_TASK GOAL:_ Looking at the entries underneath, work out how many lines contain "TrackedFrameSource". Write only that number.

_GIVEN RECORDS:_
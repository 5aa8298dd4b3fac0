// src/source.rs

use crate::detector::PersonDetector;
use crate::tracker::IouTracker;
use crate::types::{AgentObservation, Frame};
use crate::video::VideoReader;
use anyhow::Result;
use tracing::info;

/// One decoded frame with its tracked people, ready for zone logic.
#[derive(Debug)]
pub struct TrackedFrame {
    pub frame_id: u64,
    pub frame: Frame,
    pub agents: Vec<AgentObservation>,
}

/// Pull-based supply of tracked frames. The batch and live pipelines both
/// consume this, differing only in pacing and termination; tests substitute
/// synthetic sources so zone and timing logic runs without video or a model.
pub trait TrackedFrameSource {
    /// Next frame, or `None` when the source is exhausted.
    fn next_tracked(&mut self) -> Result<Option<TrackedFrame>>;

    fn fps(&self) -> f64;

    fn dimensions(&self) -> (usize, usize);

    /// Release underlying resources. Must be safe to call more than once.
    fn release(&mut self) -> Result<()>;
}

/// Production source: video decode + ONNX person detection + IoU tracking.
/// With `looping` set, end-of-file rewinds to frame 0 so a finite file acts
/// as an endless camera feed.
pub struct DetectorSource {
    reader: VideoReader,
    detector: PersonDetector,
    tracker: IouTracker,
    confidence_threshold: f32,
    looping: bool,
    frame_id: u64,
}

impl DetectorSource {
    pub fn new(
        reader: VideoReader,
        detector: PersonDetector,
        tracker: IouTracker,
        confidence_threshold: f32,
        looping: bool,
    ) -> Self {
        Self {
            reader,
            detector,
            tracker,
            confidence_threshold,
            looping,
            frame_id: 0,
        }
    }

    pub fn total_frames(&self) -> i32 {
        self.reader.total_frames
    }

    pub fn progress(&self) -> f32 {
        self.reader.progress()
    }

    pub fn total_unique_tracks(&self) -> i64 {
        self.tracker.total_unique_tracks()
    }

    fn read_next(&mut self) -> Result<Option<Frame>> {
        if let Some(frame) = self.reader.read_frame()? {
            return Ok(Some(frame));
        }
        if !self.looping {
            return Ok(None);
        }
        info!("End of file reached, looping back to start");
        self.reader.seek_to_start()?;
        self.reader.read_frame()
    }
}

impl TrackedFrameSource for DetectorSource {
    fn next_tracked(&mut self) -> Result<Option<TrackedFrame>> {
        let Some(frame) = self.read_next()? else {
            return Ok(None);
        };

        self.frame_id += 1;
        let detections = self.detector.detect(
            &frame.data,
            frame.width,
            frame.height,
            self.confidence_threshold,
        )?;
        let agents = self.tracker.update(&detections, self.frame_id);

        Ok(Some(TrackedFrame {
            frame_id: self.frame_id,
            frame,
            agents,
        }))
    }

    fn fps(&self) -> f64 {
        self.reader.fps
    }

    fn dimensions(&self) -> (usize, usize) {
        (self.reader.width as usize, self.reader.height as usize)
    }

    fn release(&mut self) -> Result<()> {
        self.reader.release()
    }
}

==

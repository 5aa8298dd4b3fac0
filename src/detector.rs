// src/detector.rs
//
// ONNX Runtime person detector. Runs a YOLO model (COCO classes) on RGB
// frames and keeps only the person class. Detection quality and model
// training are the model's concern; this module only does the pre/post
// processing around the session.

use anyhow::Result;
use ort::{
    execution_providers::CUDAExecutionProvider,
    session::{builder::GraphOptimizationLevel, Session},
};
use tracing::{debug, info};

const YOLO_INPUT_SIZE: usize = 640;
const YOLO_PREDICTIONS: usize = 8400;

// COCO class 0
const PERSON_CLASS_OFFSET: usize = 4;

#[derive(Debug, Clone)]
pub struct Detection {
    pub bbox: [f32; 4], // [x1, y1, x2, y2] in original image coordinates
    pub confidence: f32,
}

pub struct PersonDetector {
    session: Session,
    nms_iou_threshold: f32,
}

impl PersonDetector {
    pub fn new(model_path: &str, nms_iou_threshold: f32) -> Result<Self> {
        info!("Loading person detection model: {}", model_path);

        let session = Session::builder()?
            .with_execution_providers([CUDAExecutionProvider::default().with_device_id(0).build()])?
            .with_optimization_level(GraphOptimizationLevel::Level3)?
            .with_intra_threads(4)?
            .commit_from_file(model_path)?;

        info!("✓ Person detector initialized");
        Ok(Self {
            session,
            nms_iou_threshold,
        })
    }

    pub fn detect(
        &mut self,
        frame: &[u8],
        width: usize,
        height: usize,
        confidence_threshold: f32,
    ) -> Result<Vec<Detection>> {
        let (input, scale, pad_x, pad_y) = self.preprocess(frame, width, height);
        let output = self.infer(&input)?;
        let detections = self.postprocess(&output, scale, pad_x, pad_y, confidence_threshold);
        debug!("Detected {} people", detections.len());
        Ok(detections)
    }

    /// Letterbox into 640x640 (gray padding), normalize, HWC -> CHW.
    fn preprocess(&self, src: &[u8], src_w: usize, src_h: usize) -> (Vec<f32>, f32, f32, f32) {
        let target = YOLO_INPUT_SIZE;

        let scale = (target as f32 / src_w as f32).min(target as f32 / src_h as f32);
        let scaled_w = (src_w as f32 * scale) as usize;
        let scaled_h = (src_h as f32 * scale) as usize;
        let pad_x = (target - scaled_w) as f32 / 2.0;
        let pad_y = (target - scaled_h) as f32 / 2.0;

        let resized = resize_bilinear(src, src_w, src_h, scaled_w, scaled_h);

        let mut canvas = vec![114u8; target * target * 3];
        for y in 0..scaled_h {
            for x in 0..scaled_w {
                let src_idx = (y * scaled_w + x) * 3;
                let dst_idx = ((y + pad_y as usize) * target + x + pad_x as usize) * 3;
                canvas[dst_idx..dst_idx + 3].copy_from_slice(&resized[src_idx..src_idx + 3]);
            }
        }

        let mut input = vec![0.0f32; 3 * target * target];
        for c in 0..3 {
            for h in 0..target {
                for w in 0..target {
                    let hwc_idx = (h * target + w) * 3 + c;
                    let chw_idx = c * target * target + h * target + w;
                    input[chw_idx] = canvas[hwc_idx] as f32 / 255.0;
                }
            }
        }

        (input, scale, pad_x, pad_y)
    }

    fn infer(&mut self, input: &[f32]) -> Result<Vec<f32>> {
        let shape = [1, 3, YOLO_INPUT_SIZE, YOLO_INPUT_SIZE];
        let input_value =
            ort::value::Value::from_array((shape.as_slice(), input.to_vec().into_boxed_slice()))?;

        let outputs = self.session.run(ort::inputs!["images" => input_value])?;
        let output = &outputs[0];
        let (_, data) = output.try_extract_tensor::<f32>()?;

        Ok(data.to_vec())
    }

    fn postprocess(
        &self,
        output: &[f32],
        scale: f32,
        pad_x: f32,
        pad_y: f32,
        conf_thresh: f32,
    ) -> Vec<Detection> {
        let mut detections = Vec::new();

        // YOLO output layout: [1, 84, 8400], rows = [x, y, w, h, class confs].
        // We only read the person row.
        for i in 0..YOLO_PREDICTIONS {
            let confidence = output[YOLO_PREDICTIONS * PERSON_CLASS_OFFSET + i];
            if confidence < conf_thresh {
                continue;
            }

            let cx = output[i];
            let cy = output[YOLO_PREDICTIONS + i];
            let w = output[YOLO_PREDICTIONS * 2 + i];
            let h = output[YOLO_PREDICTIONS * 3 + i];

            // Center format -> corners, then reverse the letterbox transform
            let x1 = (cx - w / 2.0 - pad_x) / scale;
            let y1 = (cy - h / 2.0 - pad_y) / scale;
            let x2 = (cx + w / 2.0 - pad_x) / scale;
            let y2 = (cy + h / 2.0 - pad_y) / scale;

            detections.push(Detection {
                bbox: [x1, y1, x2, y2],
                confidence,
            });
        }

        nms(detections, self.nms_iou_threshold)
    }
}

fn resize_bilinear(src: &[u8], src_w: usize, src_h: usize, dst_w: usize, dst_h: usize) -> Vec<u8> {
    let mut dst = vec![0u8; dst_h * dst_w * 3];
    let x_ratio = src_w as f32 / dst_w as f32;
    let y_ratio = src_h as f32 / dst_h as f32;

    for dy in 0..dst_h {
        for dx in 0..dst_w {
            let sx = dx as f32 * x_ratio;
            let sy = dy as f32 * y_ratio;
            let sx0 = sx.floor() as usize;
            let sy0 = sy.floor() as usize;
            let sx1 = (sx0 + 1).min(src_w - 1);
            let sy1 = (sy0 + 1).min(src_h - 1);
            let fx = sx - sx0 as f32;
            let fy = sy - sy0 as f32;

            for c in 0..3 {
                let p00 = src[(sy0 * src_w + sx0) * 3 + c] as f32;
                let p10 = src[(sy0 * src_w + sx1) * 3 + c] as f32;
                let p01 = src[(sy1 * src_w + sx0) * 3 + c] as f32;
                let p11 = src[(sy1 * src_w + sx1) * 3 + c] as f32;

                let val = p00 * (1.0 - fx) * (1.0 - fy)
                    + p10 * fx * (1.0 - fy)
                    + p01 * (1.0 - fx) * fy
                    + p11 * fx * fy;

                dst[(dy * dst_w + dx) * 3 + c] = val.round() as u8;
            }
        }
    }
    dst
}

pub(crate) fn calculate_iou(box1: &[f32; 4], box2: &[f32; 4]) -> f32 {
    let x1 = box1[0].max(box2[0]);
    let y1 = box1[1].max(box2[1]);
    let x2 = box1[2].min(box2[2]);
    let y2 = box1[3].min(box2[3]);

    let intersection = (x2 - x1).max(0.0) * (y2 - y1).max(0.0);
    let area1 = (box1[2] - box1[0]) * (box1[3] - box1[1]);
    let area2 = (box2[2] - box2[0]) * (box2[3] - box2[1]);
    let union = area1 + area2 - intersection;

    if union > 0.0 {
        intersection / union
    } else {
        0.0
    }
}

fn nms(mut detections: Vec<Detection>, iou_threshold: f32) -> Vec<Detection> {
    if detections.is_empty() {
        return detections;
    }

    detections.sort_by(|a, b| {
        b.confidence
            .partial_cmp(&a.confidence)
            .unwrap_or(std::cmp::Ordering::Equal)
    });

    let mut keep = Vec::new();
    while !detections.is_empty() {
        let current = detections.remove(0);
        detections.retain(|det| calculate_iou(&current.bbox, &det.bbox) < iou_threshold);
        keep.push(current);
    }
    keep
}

_TASK ANSWER:_ 2